Start of Block
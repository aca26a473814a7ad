//! Tests for the typed accessors against a mock API server.

use permit_tracker::client::config::Mode;
use permit_tracker_test_utils::prelude::*;
use serde_json::json;

use crate::util::client;

/// Tests a free-text activity name in the query string.
///
/// Expected: Ok, the server sees the decoded name
#[tokio::test]
async fn activity_name_round_trips() -> Result<(), TestError> {
    let mut test = test_setup!()?;
    let name = "Lake Day & Picnic = 100% fun";
    let mock = test.with_query_endpoint("/activity-information", "activity_name", name, 1);
    test.mocks.push(mock);
    let (client, notifier) = client(Mode::Production, &test);

    let result = client.get_activity_information(name).await;

    assert!(result.is_ok());
    assert!(notifier.messages().is_empty());
    test.assert_mocks();

    Ok(())
}

/// Tests a free-text group name in the path.
///
/// Expected: Ok with the needs served for the percent-encoded path
#[tokio::test]
async fn group_name_is_path_encoded() -> Result<(), TestError> {
    let mut test = test_setup!()?;
    let mock = test
        .with_fixture_endpoint("/identified-needs/Troop%2042", "needs.json", 1)
        .await?;
    test.mocks.push(mock);
    let (client, _) = client(Mode::Production, &test);

    let result = client.get_needs("Troop 42").await;

    assert_eq!(result.unwrap(), load_fixture_json("needs.json").await?);
    test.assert_mocks();

    Ok(())
}

/// Tests the user list passing records through untouched.
///
/// Verifies that a user stored without an active flag and with fields unknown to
/// the client still comes back as served.
///
/// Expected: Ok equal to the served JSON and no notification
#[tokio::test]
async fn users_pass_through_unknown_shapes() -> Result<(), TestError> {
    let mut test = test_setup!()?;
    let body = json!([
        { "id": 1, "first_name": "Sam", "is_active": null, "role": "leader" },
        { "id": 2, "first_name": "Jordan", "is_active": true, "groups": ["Troop 42"] }
    ]);
    let mock = test.with_json_endpoint("/users", &body, 1);
    test.mocks.push(mock);
    let (client, notifier) = client(Mode::Production, &test);

    let users = client.get_users().await;

    assert_eq!(users.unwrap(), body);
    assert!(notifier.messages().is_empty());
    test.assert_mocks();

    Ok(())
}

/// Tests the user list in test mode.
///
/// Expected: Ok equal to the shipped fixture
#[tokio::test]
async fn users_equal_fixture_in_test_mode() -> Result<(), TestError> {
    let test = test_setup!()?;
    let (client, _) = client(Mode::Test, &test);

    let users = client.get_users().await;

    assert_eq!(users.unwrap(), load_fixture_json("user-examples.json").await?);

    Ok(())
}

/// Tests every accessor in test mode.
///
/// Expected: Ok for each accessor with no request reaching the server
#[tokio::test]
async fn every_accessor_has_a_fixture() -> Result<(), TestError> {
    let test = test_setup!()?;
    let (client, notifier) = client(Mode::Test, &test);

    assert!(client.get_users().await.is_ok());
    assert!(client.get_user_activities("1").await.is_ok());
    assert!(client.get_group_activities("Troop 42").await.is_ok());
    assert!(client.get_all_activities().await.is_ok());
    assert!(client.get_activity_information("Lake Day").await.is_ok());
    assert!(client.get_activity_review("1").await.is_ok());
    assert!(client.get_activity_permissions("1").await.is_ok());
    assert!(client.get_needs("Troop 42").await.is_ok());
    assert!(notifier.messages().is_empty());

    Ok(())
}
//! User-visible notifications.
//!
//! The data access layer only knows the [`Notifier`] trait; the web app
//! provides a toast implementation backed by a [`ToastQueue`] signal.

use std::time::Duration;

use crate::client::util::time::sleep;

/// How long a toast stays fully visible
pub const TOAST_VISIBLE: Duration = Duration::from_millis(4000);
/// Length of the fade-out before a toast is removed
pub const TOAST_FADE: Duration = Duration::from_millis(500);

#[derive(Debug, Clone, Copy, PartialEq, Eq)]
pub enum ToastKind {
    Error,
    Success,
    Info,
}

impl ToastKind {
    /// daisyUI alert class for the toast
    pub fn class(&self) -> &'static str {
        match self {
            ToastKind::Error => "alert-error",
            ToastKind::Success => "alert-success",
            ToastKind::Info => "alert-info",
        }
    }
}

/// Receives messages that should be shown to the user
pub trait Notifier {
    fn notify(&self, message: &str, kind: ToastKind);
}

#[derive(Debug, Clone, PartialEq)]
pub struct Toast {
    pub id: u64,
    pub message: String,
    pub kind: ToastKind,
    /// Set once the visible lifetime is over, until removal
    pub fading: bool,
}

/// Toasts currently on screen, oldest first
#[derive(Debug, Clone, Default, PartialEq)]
pub struct ToastQueue {
    next_id: u64,
    toasts: Vec<Toast>,
}

impl ToastQueue {
    /// Add a toast, returning its id
    pub fn push(&mut self, message: impl Into<String>, kind: ToastKind) -> u64 {
        let id = self.next_id;
        self.next_id += 1;

        self.toasts.push(Toast {
            id,
            message: message.into(),
            kind,
            fading: false,
        });

        id
    }

    /// Start fading a toast out; unknown ids are ignored
    pub fn fade(&mut self, id: u64) {
        if let Some(toast) = self.toasts.iter_mut().find(|toast| toast.id == id) {
            toast.fading = true;
        }
    }

    pub fn remove(&mut self, id: u64) {
        self.toasts.retain(|toast| toast.id != id);
    }

    pub fn iter(&self) -> impl Iterator<Item = &Toast> {
        self.toasts.iter()
    }

    pub fn is_empty(&self) -> bool {
        self.toasts.is_empty()
    }
}

/// Shared handle to a [`ToastQueue`] that can be updated in place
pub trait ToastStore {
    fn update(&mut self, f: impl FnOnce(&mut ToastQueue));
}

/// Keep a toast visible for [`TOAST_VISIBLE`], fade it for [`TOAST_FADE`], then
/// remove it
pub async fn expire_toast<S: ToastStore>(mut store: S, id: u64) {
    sleep(TOAST_VISIBLE).await;
    store.update(|queue| queue.fade(id));

    sleep(TOAST_FADE).await;
    store.update(|queue| queue.remove(id));
}
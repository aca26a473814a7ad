//! Data access facade for the Youth Permission Tracker API.
//!
//! All accessors go through [`ApiClient::fetch_data`], which either reads a
//! fixture file (test mode) or calls the live API (production mode). Any error
//! is logged and shown to the user once through the injected [`Notifier`]
//! before being returned to the caller.

pub mod accessors;
pub mod endpoint;
pub mod fixture;
pub mod transport;

use dioxus_logger::tracing;
use serde::de::DeserializeOwned;

use crate::client::{
    api::{
        endpoint::{EndpointArgs, EndpointTable, Operation},
        fixture::FixtureSource,
        transport::{HttpRequest, RequestOptions, Transport},
    },
    config::{ApiConfig, Mode},
    error::{ApiError, ConfigError},
    notify::{Notifier, ToastKind},
};

pub struct ApiClient<T, F, N> {
    config: ApiConfig,
    endpoints: EndpointTable,
    transport: T,
    fixtures: F,
    notifier: N,
}

impl<T, F, N> ApiClient<T, F, N>
where
    T: Transport,
    F: FixtureSource,
    N: Notifier,
{
    /// Creates a new [`ApiClient`], validating the endpoint table
    pub fn new(config: ApiConfig, transport: T, fixtures: F, notifier: N) -> Result<Self, ConfigError> {
        let endpoints = EndpointTable::load()?;

        tracing::debug!(
            mode = ?config.mode,
            base_url = %config.base_url,
            "Data access client configured"
        );

        Ok(Self {
            config,
            endpoints,
            transport,
            fixtures,
            notifier,
        })
    }

    /// Fetch structured data for an endpoint
    ///
    /// In test mode the `fallback_file` is read from the fixture root and
    /// `endpoint`/`options` are ignored; an empty `fallback_file` fails without
    /// any read. In production mode `options` are sent to `base_url + endpoint`.
    ///
    /// # Arguments
    /// - `endpoint` (`&str`): Path and query string appended to the base URL
    /// - `fallback_file` (`&str`): Fixture file used in test mode
    /// - `options` ([`RequestOptions`]): Method, headers and body of the live request
    ///
    /// # Returns
    /// - `R`: The parsed response or fixture
    /// - [`ApiError`]: Configuration, API or unexpected error, already shown to the user
    pub async fn fetch_data<R: DeserializeOwned>(
        &self,
        endpoint: &str,
        fallback_file: &str,
        options: RequestOptions,
    ) -> Result<R, ApiError> {
        let result = self.fetch(endpoint, fallback_file, options).await;

        self.surface(endpoint, result)
    }

    /// Fetch the data of a named operation from the endpoint table
    pub async fn call<R: DeserializeOwned>(
        &self,
        operation: Operation,
        args: &EndpointArgs<'_>,
    ) -> Result<R, ApiError> {
        let spec = self.endpoints.get(operation);

        let request = spec
            .render(args)
            .and_then(|endpoint| spec.options(args).map(|options| (endpoint, options)));
        let (endpoint, options) = match request {
            Ok(request) => request,
            Err(err) => return self.surface(spec.path, Err(err)),
        };

        self.fetch_data(&endpoint, spec.fixture, options).await
    }

    async fn fetch<R: DeserializeOwned>(
        &self,
        endpoint: &str,
        fallback_file: &str,
        options: RequestOptions,
    ) -> Result<R, ApiError> {
        match self.config.mode {
            Mode::Test => {
                if fallback_file.is_empty() {
                    return Err(ApiError::MissingFixture {
                        endpoint: endpoint.to_string(),
                    });
                }

                tracing::debug!(
                    endpoint = %endpoint,
                    method = options.method.as_str(),
                    fixture = %fallback_file,
                    "Serving request from fixture"
                );

                let data = self.fixtures.read(fallback_file).await?;

                Ok(serde_json::from_slice(&data)?)
            }
            Mode::Production => {
                let request = HttpRequest {
                    url: self.config.url_for(endpoint),
                    options,
                };
                let response = self.transport.send(request).await?;

                if !response.is_success() {
                    return Err(ApiError::Status {
                        status: response.status,
                        status_text: response.status_text,
                    });
                }

                Ok(serde_json::from_slice(&response.body)?)
            }
        }
    }

    /// Log and notify an error exactly once before handing it back
    fn surface<R>(&self, endpoint: &str, result: Result<R, ApiError>) -> Result<R, ApiError> {
        if let Err(err) = &result {
            tracing::error!(
                endpoint = %endpoint,
                kind = ?err.kind(),
                "{}",
                err
            );

            self.notifier.notify(&err.to_string(), ToastKind::Error);
        }

        result
    }
}
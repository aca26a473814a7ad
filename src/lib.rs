#![allow(non_snake_case)]

pub mod client;
pub mod model;
//! Tests for ApiClient::fetch_data against a mock API server.
//!
//! Production mode goes through the real `reqwest` transport; test mode reads the
//! fixtures shipped in `public/test_data`.

use permit_tracker::client::{
    api::transport::RequestOptions, config::Mode, error::ErrorKind, notify::ToastKind,
};
use permit_tracker_test_utils::prelude::*;
use serde_json::Value;

use crate::util::client;

/// Tests a successful live request.
///
/// Expected: Ok with the served JSON and no notification
#[tokio::test]
async fn returns_live_data() -> Result<(), TestError> {
    let mut test = test_setup!()?;
    let mock = test
        .with_fixture_endpoint("/users", "user-examples.json", 1)
        .await?;
    test.mocks.push(mock);
    let (client, notifier) = client(Mode::Production, &test);

    let result: Result<Value, _> = client
        .fetch_data("/users", "user-examples.json", RequestOptions::default())
        .await;

    assert!(result.is_ok());
    assert_eq!(result.unwrap(), load_fixture_json("user-examples.json").await?);
    assert!(notifier.messages().is_empty());
    test.assert_mocks();

    Ok(())
}

/// Tests the notification raised for a non-success status.
///
/// Expected: Err with the status and exactly one error toast
#[tokio::test]
async fn notifies_once_on_status_error() -> Result<(), TestError> {
    let mut test = test_setup!()?;
    let mock = test.with_status_endpoint("/users", 404, 1);
    test.mocks.push(mock);
    let (client, notifier) = client(Mode::Production, &test);

    let result: Result<Value, _> = client
        .fetch_data("/users", "user-examples.json", RequestOptions::default())
        .await;

    let err = result.unwrap_err();
    assert_eq!(err.status(), Some(404));
    assert_eq!(err.kind(), ErrorKind::Api);
    assert_eq!(notifier.messages(), vec!["API error 404: Not Found"]);
    assert_eq!(notifier.kinds(), vec![ToastKind::Error]);
    test.assert_mocks();

    Ok(())
}

/// Tests test mode reading a shipped fixture.
///
/// Expected: Ok equal to the fixture and no request to the server
#[tokio::test]
async fn returns_fixture_in_test_mode() -> Result<(), TestError> {
    let mut test = test_setup!()?;
    let mock = test.with_status_endpoint("/identified-needs/scouts", 500, 0);
    test.mocks.push(mock);
    let (client, notifier) = client(Mode::Test, &test);

    let result: Result<Value, _> = client
        .fetch_data("/identified-needs/scouts", "needs.json", RequestOptions::default())
        .await;

    assert_eq!(result.unwrap(), load_fixture_json("needs.json").await?);
    assert!(notifier.messages().is_empty());
    test.assert_mocks();

    Ok(())
}

/// Tests test mode without a fixture name.
///
/// Expected: Err with a configuration error and one toast naming the endpoint
#[tokio::test]
async fn fails_without_fixture_in_test_mode() -> Result<(), TestError> {
    let test = test_setup!()?;
    let (client, notifier) = client(Mode::Test, &test);

    let result: Result<Value, _> = client
        .fetch_data("/users", "", RequestOptions::default())
        .await;

    assert_eq!(result.unwrap_err().kind(), ErrorKind::Configuration);
    assert_eq!(notifier.messages(), vec!["No fallback JSON defined for /users"]);

    Ok(())
}

/// Tests a fixture that does not exist on disk.
///
/// Expected: Err with an unexpected error and one toast
#[tokio::test]
async fn fails_on_unknown_fixture_file() -> Result<(), TestError> {
    let test = test_setup!()?;
    let (client, notifier) = client(Mode::Test, &test);

    let result: Result<Value, _> = client
        .fetch_data("/users", "no-such-fixture.json", RequestOptions::default())
        .await;

    assert_eq!(result.unwrap_err().kind(), ErrorKind::Unexpected);
    assert_eq!(notifier.messages().len(), 1);

    Ok(())
}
End of Block
◆ What you need to do ◆
The expected result is every line above containing the string "Some".

◆ Solution to this task ◆
        if let Some(toast) = self.toasts.iter_mut().find(|toast| toast.id == id) {
    assert_eq!(err.status(), Some(404));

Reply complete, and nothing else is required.